Of course, the stated purpose of deregulating and offering choices is that competition could drive down prices. But with such a complicated system to navigate and with basic information so difficult to track down, can there be any meaningful competition? Who is deregulation really benefiting? Collins points to the almost 300,000 New Yorkers --- about 34,000 in RG&E's service area --- who switched from their local utility to another electricity company even before Voice Your Choice-style campaigns.

That's "a good sign that people are able to get this information and use it," he says.

Still frustrated? Don't waste too much time worrying about it: You'll have the chance to "voice your choice" again next year. And again the year after that.

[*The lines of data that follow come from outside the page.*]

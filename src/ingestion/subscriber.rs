//! Telemetry Subscriber
//!
//! Owns the MQTT event loop. Every inbound publish runs one ingestion cycle;
//! bad messages are dropped and logged, connection errors back off and retry.

use std::sync::Arc;
use std::time::Duration;

use rumqttc::{AsyncClient, ConnectionError, Event, MqttOptions, Outgoing, Packet, QoS};
use tokio::sync::watch;

use super::pipeline::{IngestOutcome, IngestPipeline};
use super::IngestionStatus;

/// Exponential reconnect delay, doubling from `min` up to `max`
#[derive(Debug, Clone)]
pub struct Backoff {
    min: Duration,
    max: Duration,
    current: Option<Duration>,
}

impl Backoff {
    pub fn new(min: Duration, max: Duration) -> Self {
        Self { min, max: max.max(min), current: None }
    }

    pub fn next_delay(&mut self) -> Duration {
        let delay = match self.current {
            None => self.min,
            Some(prev) => prev.saturating_mul(2).min(self.max),
        };
        self.current = Some(delay);
        delay
    }

    pub fn reset(&mut self) {
        self.current = None;
    }
}

#[derive(Debug, PartialEq, Eq)]
enum Action {
    Continue,
    Subscribe,
}

pub struct Subscriber {
    pipeline: IngestPipeline,
    status: Arc<IngestionStatus>,
    topic: String,
    backoff: Backoff,
}

impl Subscriber {
    pub fn new(
        pipeline: IngestPipeline,
        status: Arc<IngestionStatus>,
        topic: String,
        backoff: Backoff,
    ) -> Self {
        Self { pipeline, status, topic, backoff }
    }

    /// Poll the broker until `shutdown` fires (or its sender is dropped).
    pub async fn run(mut self, options: MqttOptions, mut shutdown: watch::Receiver<bool>) {
        let (client, mut eventloop) = AsyncClient::new(options, 64);
        tracing::info!("Telemetry subscriber loop started");

        loop {
            let event = tokio::select! {
                _ = shutdown.changed() => break,
                event = eventloop.poll() => event,
            };

            match event {
                Ok(event) => {
                    if self.on_event(event) == Action::Subscribe {
                        // Clean session: subscriptions do not survive a reconnect
                        if let Err(e) = client.try_subscribe(self.topic.clone(), QoS::AtLeastOnce) {
                            tracing::error!("Failed to queue subscription to {}: {}", self.topic, e);
                        }
                    }
                }
                Err(e) => {
                    let delay = self.on_connection_error(&e);
                    tokio::select! {
                        _ = shutdown.changed() => break,
                        _ = tokio::time::sleep(delay) => {}
                    }
                }
            }
        }

        self.status.set_connected(false);
        if client.try_disconnect().is_ok() {
            // Flush the DISCONNECT packet, bounded
            let _ = tokio::time::timeout(Duration::from_secs(1), async {
                loop {
                    match eventloop.poll().await {
                        Ok(Event::Outgoing(Outgoing::Disconnect)) | Err(_) => break,
                        Ok(_) => {}
                    }
                }
            })
            .await;
        }

        tracing::info!("Telemetry subscriber stopped");
    }

    fn on_event(&mut self, event: Event) -> Action {
        match event {
            Event::Incoming(Packet::ConnAck(ack)) => {
                tracing::info!(
                    "Connected to MQTT broker (session_present={})",
                    ack.session_present
                );
                self.status.set_connected(true);
                self.backoff.reset();
                Action::Subscribe
            }
            Event::Incoming(Packet::SubAck(_)) => {
                tracing::info!("Subscribed to {}", self.topic);
                Action::Continue
            }
            Event::Incoming(Packet::Publish(publish)) => {
                self.on_publish(&publish.payload);
                Action::Continue
            }
            Event::Incoming(Packet::Disconnect) => {
                tracing::warn!("Broker sent DISCONNECT");
                self.status.set_connected(false);
                Action::Continue
            }
            _ => Action::Continue,
        }
    }

    fn on_publish(&self, payload: &[u8]) {
        self.status.record_received();

        match self.pipeline.ingest(payload) {
            Ok(IngestOutcome::Stored { cycle }) => {
                tracing::trace!("Ingestion cycle {} stored", cycle);
            }
            Ok(IngestOutcome::Stale) => {
                self.status.record_dropped();
                tracing::debug!("Dropped out-of-order reading");
            }
            Err(e) => {
                self.status.record_dropped();
                tracing::warn!("Dropping telemetry message: {}", e);
            }
        }
    }

    fn on_connection_error(&mut self, err: &ConnectionError) -> Duration {
        if self.status.is_connected() {
            tracing::warn!("Lost connection to MQTT broker: {}", err);
        }
        self.status.set_connected(false);

        let delay = self.backoff.next_delay();
        tracing::warn!("MQTT connection error: {} - retrying in {:?}", err, delay);
        delay
    }
}
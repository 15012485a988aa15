//! Latest reading handler

use axum::{extract::State, Json};

use crate::models::LatestResponse;
use crate::store::LatestState;
use crate::{AppError, AppResult, AppState};

/// Most recent reading and its prediction. Never waits for data.
pub async fn get(State(state): State<AppState>) -> AppResult<Json<LatestResponse>> {
    match state.store.get() {
        LatestState::Present(snapshot) => Ok(Json(LatestResponse {
            sensor: snapshot.reading.clone(),
            prediction: snapshot.result.clone(),
            cycle: snapshot.cycle,
        })),
        LatestState::Empty => Err(AppError::Unavailable(
            "No sensor data received yet, retry later".to_string(),
        )),
    }
}
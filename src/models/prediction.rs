//! Prediction models

use serde::{Deserialize, Serialize};

use crate::classifier::{Classification, Features};
use super::SensorReading;

/// Binary classification outcome
#[derive(Debug, Clone, Copy, PartialEq, Eq, Serialize, Deserialize)]
#[serde(rename_all = "lowercase")]
pub enum Label {
    Normal,
    Anomalous,
}

impl Label {
    /// Integer class used on the wire: 0 = normal, 1 = anomalous
    pub fn class(self) -> u8 {
        match self {
            Label::Normal => 0,
            Label::Anomalous => 1,
        }
    }
}

#[derive(Debug, Clone, PartialEq, Serialize, Deserialize)]
pub struct PredictionResult {
    pub label: Label,
    /// Probability of `Anomalous`, 0.0 - 1.0
    pub confidence: f64,
    pub timestamp: String,
}

impl PredictionResult {
    pub fn new(classification: Classification, timestamp: String) -> Self {
        Self {
            label: classification.label,
            confidence: classification.confidence,
            timestamp,
        }
    }
}

#[derive(Debug, Deserialize)]
pub struct PredictRequest {
    pub temp: f64,
    pub pressure: f64,
    pub vibration: f64,
    pub current: f64,
}

impl PredictRequest {
    pub fn features(&self) -> Features {
        Features {
            temp: self.temp,
            pressure: self.pressure,
            vibration: self.vibration,
            current: self.current,
        }
    }
}

#[derive(Debug, Serialize)]
pub struct PredictResponse {
    pub prediction: u8,
    pub confidence: f64,
}

#[derive(Debug, Serialize)]
pub struct LatestResponse {
    pub sensor: SensorReading,
    pub prediction: PredictionResult,
    pub cycle: u64,
}
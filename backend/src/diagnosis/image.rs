use base64::{engine::general_purpose::STANDARD, Engine as _};
use image::ImageFormat;
use sha2::{Digest, Sha256};

use super::InputError;

pub const MAX_IMAGE_SIZE: usize = 10 * 1024 * 1024;

/// A validated plant photo ready to be sent as `inline_data`.
#[derive(Debug, Clone)]
pub struct ImageUpload {
    bytes: Vec<u8>,
    mime_type: &'static str,
    file_name: Option<String>,
}

impl ImageUpload {
    /// Validates size and format. The format is sniffed from the bytes; the declared
    /// content type is only trusted when sniffing fails.
    pub fn new(
        bytes: Vec<u8>,
        declared_mime: Option<&str>,
        file_name: Option<String>,
    ) -> Result<Self, InputError> {
        if bytes.is_empty() {
            return Err(InputError::MissingImage);
        }
        if bytes.len() > MAX_IMAGE_SIZE {
            return Err(InputError::ImageTooLarge);
        }

        let mime_type = image::guess_format(&bytes)
            .ok()
            .and_then(mime_for_format)
            .or_else(|| declared_mime.and_then(normalize_mime))
            .ok_or(InputError::UnsupportedImage)?;

        Ok(Self {
            bytes,
            mime_type,
            file_name,
        })
    }

    pub fn mime_type(&self) -> &'static str {
        self.mime_type
    }

    pub fn file_name(&self) -> Option<&str> {
        self.file_name.as_deref()
    }

    pub fn len(&self) -> usize {
        self.bytes.len()
    }

    pub fn to_base64(&self) -> String {
        STANDARD.encode(&self.bytes)
    }

    /// Hex SHA-256 of the image bytes.
    pub fn fingerprint(&self) -> String {
        let mut hasher = Sha256::new();
        hasher.update(&self.bytes);
        hex::encode(hasher.finalize())
    }
}

fn mime_for_format(format: ImageFormat) -> Option<&'static str> {
    match format {
        ImageFormat::Jpeg => Some("image/jpeg"),
        ImageFormat::Png => Some("image/png"),
        ImageFormat::WebP => Some("image/webp"),
        ImageFormat::Gif => Some("image/gif"),
        _ => None,
    }
}

fn normalize_mime(mime: &str) -> Option<&'static str> {
    match mime.trim().to_ascii_lowercase().as_str() {
        "image/jpeg" | "image/jpg" => Some("image/jpeg"),
        "image/png" => Some("image/png"),
        "image/webp" => Some("image/webp"),
        "image/gif" => Some("image/gif"),
        _ => None,
    }
}
pub mod environment;
pub mod soil;
pub mod thresholds;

RG&E's current rate agreement for delivering your electricity lasts until 2008, when the company again negotiates with the PSC over what it will charge for delivery and what options it will offer customers.


Learning more

Early this week, the Public Service Commission announced two "energy fairs" to let RG&E customers meet individually with representatives of each of the electricity suppliers participating in the Voice Your Choice program. The representatives will provide additional information about their offerings.

The fairs:

• Sunday, December 19: 1-7 p.m., Holiday Inn Rochester South, 1111 Jefferson Road, Henrietta.

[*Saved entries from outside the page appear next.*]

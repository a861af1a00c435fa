pub mod catalog;
pub mod image;
pub mod parser;
pub mod pipeline;

pub use image::ImageUpload;
pub use pipeline::DiagnosisPipeline;

/// Rejections raised before any model call is made.
#[derive(Debug, thiserror::Error, PartialEq, Eq)]
pub enum InputError {
    #[error("Please describe the symptoms")]
    EmptySymptoms,
    #[error("No image uploaded")]
    MissingImage,
    #[error("Unsupported image format. Use JPEG, PNG, WebP or GIF")]
    UnsupportedImage,
    #[error("Image exceeds the 10 MB upload limit")]
    ImageTooLarge,
}
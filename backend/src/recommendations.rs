use serde::{Deserialize, Serialize};
use shared::{EntryKind, RecommendationSource, RecommendationsResponse};

use crate::gemini::types::GenerateContentRequest;
use crate::gemini::Provider;
use crate::history::ConversationLog;

pub const DEFAULT_RECOMMENDATIONS: &str = "1. Irrigation: Water your crops in the early morning for optimal absorption.
2. Fertilization: Apply nitrogen-rich fertilizer next week based on soil analysis.
3. Pest Control: Monitor for aphids. Consider organic pest management.";

const CONTEXT_ENTRIES: usize = 5;
const LOG_REQUEST: &str = "Get farm recommendations";

/// Current farm conditions quoted in the recommendations prompt.
#[derive(Debug, Clone, PartialEq, Serialize, Deserialize)]
#[serde(default)]
pub struct FarmSnapshot {
    pub soil_moisture: f64,
    pub soil_ph: f64,
    pub temperature: f64,
    pub humidity: f64,
}

impl Default for FarmSnapshot {
    fn default() -> Self {
        Self {
            soil_moisture: 65.0,
            soil_ph: 6.8,
            temperature: 28.0,
            humidity: 65.0,
        }
    }
}

#[derive(Clone)]
pub struct RecommendationService {
    provider: Provider,
    log: ConversationLog,
    snapshot: FarmSnapshot,
}

impl RecommendationService {
    pub fn new(provider: Provider, log: ConversationLog, snapshot: FarmSnapshot) -> Self {
        Self {
            provider,
            log,
            snapshot,
        }
    }

    /// Asks the provider for three actionable recommendations. Falls back to the stock list
    /// on any provider failure or an empty reply.
    pub async fn recommend(&self, latest_diagnosis: Option<&str>) -> RecommendationsResponse {
        let history = self.history_context().await;
        let prompt = build_prompt(&self.snapshot, latest_diagnosis, &history);

        let text = match self
            .provider
            .generate(&GenerateContentRequest::text_only(prompt))
            .await
        {
            Ok(text) => text,
            Err(e) => {
                log::warn!("Recommendation request failed, using defaults: {}", e);
                return default_response();
            }
        };

        let recommendations = split_lines(&text);
        if recommendations.is_empty() {
            log::warn!("Provider returned empty recommendations, using defaults");
            return default_response();
        }

        if let Err(e) = self
            .log
            .append(EntryKind::Recommendation, LOG_REQUEST, &text)
            .await
        {
            log::warn!("Failed to record recommendation exchange: {}", e);
        }

        // The stub replies with the stock list, so it is not reported as AI output.
        let source = match self.provider {
            Provider::Gemini(_) => RecommendationSource::Ai,
            Provider::Stub(_) => RecommendationSource::Default,
        };
        RecommendationsResponse { recommendations, source }
    }

    async fn history_context(&self) -> String {
        match self.log.recent(CONTEXT_ENTRIES).await {
            Ok(entries) if !entries.is_empty() => entries
                .iter()
                .map(|entry| format!("User: {}\nAI: {}", entry.request, entry.response))
                .collect::<Vec<_>>()
                .join("\n\n"),
            Ok(_) => "No previous conversations".to_string(),
            Err(e) => {
                log::warn!("Conversation history unavailable for recommendations: {}", e);
                "No previous conversations".to_string()
            }
        }
    }
}

pub fn default_response() -> RecommendationsResponse {
    RecommendationsResponse {
        recommendations: split_lines(DEFAULT_RECOMMENDATIONS),
        source: RecommendationSource::Default,
    }
}

/// Non-empty trimmed lines of `text`.
pub fn split_lines(text: &str) -> Vec<String> {
    text.lines()
        .map(str::trim)
        .filter(|line| !line.is_empty())
        .map(str::to_string)
        .collect()
}

fn build_prompt(snapshot: &FarmSnapshot, latest_diagnosis: Option<&str>, history: &str) -> String {
    let diagnosis = latest_diagnosis
        .map(str::trim)
        .filter(|d| !d.is_empty())
        .unwrap_or("none");

    format!(
        "You are an expert agricultural AI assistant for smart farming. Based on the farm's current \
conditions and conversation history, provide 3 specific, actionable recommendations.

Current Farm Status:
- Soil Moisture: {}%
- Soil pH: {}
- Temperature: {}°C
- Humidity: {}%
- Recent Diagnoses: {}

Conversation History:
{}

Please provide recommendations in this format:
1. [Category]: [Specific action with timing]
2. [Category]: [Specific action with timing]
3. [Category]: [Specific action with timing]",
        snapshot.soil_moisture, snapshot.soil_ph, snapshot.temperature, snapshot.humidity, diagnosis, history
    )
}

#[cfg(test)]
mod tests {
    use super::*;
    use crate::gemini::client::GeminiClient;
    use crate::gemini::stub::StubGenerator;
    use crate::test_support::spawn_endpoint;
    use actix_web::HttpResponse;
    use serde_json::json;
    use std::time::Duration;

    fn gemini(base_url: &str) -> Provider {
        Provider::Gemini(
            GeminiClient::new("test-key".into(), base_url, "gemini-1.5-flash", Duration::from_secs(5)).unwrap(),
        )
    }

    #[test]
    fn prompt_quotes_snapshot_and_diagnosis() {
        let prompt = build_prompt(&FarmSnapshot::default(), Some("Early Blight"), "No previous conversations");
        assert!(prompt.contains("- Soil Moisture: 65%"));
        assert!(prompt.contains("- Soil pH: 6.8"));
        assert!(prompt.contains("- Temperature: 28°C"));
        assert!(prompt.contains("- Recent Diagnoses: Early Blight"));

        let prompt = build_prompt(&FarmSnapshot::default(), Some("  "), "");
        assert!(prompt.contains("- Recent Diagnoses: none"));
    }

    #[test]
    fn defaults_split_into_three_lines() {
        let response = default_response();
        assert_eq!(response.source, RecommendationSource::Default);
        assert_eq!(response.recommendations.len(), 3);
        assert!(response.recommendations[0].starts_with("1. Irrigation"));
    }

    #[actix_web::test]
    async fn ai_reply_is_split_and_logged() {
        let endpoint = spawn_endpoint(|_, body| {
            let prompt = body["contents"][0]["parts"][0]["text"].as_str().unwrap_or_default();
            assert!(prompt.contains("User: Symptom analysis: spots\nAI: looks fungal"));
            HttpResponse::Ok().json(json!({
                "candidates": [{"content": {"parts": [{"text": "1. Water: early.\n\n  2. Feed: later.  \n"}]}}]
            }))
        });
        let log = ConversationLog::open_in_memory().unwrap();
        log.append(EntryKind::SymptomDiagnosis, "Symptom analysis: spots", "looks fungal")
            .await
            .unwrap();

        let service = RecommendationService::new(gemini(&endpoint.base_url), log.clone(), FarmSnapshot::default());
        let response = service.recommend(None).await;

        assert_eq!(response.source, RecommendationSource::Ai);
        assert_eq!(response.recommendations, vec!["1. Water: early.", "2. Feed: later."]);
        let last = log.recent(1).await.unwrap();
        assert_eq!(last[0].kind, EntryKind::Recommendation);
        assert_eq!(last[0].request, LOG_REQUEST);
    }

    #[actix_web::test]
    async fn provider_failure_returns_defaults_without_logging() {
        let log = ConversationLog::open_in_memory().unwrap();
        let service = RecommendationService::new(gemini("http://127.0.0.1:1"), log.clone(), FarmSnapshot::default());

        let response = service.recommend(Some("Late Blight")).await;
        assert_eq!(response.source, RecommendationSource::Default);
        assert_eq!(response.recommendations, split_lines(DEFAULT_RECOMMENDATIONS));
        assert_eq!(log.count().await.unwrap(), 0);
    }

    #[actix_web::test]
    async fn stub_provider_reports_default_source() {
        let service = RecommendationService::new(
            Provider::Stub(StubGenerator),
            ConversationLog::unavailable("not configured"),
            FarmSnapshot::default(),
        );

        let response = service.recommend(None).await;
        assert_eq!(response.source, RecommendationSource::Default);
        assert_eq!(response.recommendations, default_response().recommendations);
    }
}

• Monday, December 20, 1-8 p.m., RochesterAirport Marriott, 1890 West Ridge Road.

People who aren't able to get to one of the forums can get rate information about some of the suppliers --- but not all --- on the PSC's website: www.askpsc.com.


Getting your power

Here are the choices you can make about electricity supply for your home:

Fixed price vs. variable price

You choose whether to pay a fixed rate for your electricity during 2005, or pay a rate that varies with the electricity wholesale market. Once you choose which type of rate you want, you keep that pricing option for the whole year.

The electricity provider

You can buy electricity from RG&E or from any one of six other energy companies that operate in RG&E's region. You can change from one electricity supplier to another at any time. (RG&E will continue to deliver your electricity.) How do you choose? You'll have to get price information from each supplier.

Here's a list of addresses, phone numbers, and websites for companies offering residential electricity supply in RG&E's service area (you can also find this list, with links, at www.rge.com):

• Agway Energy Services LLC, PO Box 4819, Syracuse13221; 888-982-4929; www.agwayenergy.com

• ConEdison Solutions, 701 Westchester Avenue, Suite 300E, White Plains, New York10604; 877-238-2143; www.conedsolutions.com

• ECONnergy Energy Company, PO Box 1020, Spring Valley, New York10977; 800-805-8586; www.econnergy.com

• Energetix, Inc., 755 Brooks Avenue, Rochester14619; 800-544-0182; www.energetix.com

• NYSEG Solutions, Inc., 81 State Street, Stephens Square, 5th floor, Binghamton, New York13901; 888-971-2455; www.nysegsolutions.com

• US Energy Partners LLC, 8555 Main Street, Buffalo14221; 716-631-0504; www.energypartnersusa.com

Budget billing

Regardless of your supplier or your pricing option, you have the right to a budget billing plan that spreads out the cost of your electricity use over the entire year rather than having it fluctuate, peaking during peak usage seasons.

Green power

Care about the effects of your energy consumption on the planet? Whether you choose a variable or fixed pricing option, many energy companies let you buy some or all of your electricity from renewable, environmentally friendly sources like wind or hydroelectric power. Since electricity generated from the burning of fossil fuels is still usually cheaper than most renewables, be prepared to pay a small premium --- usually a penny or two per kilowatt hour --- for your conscientiousness.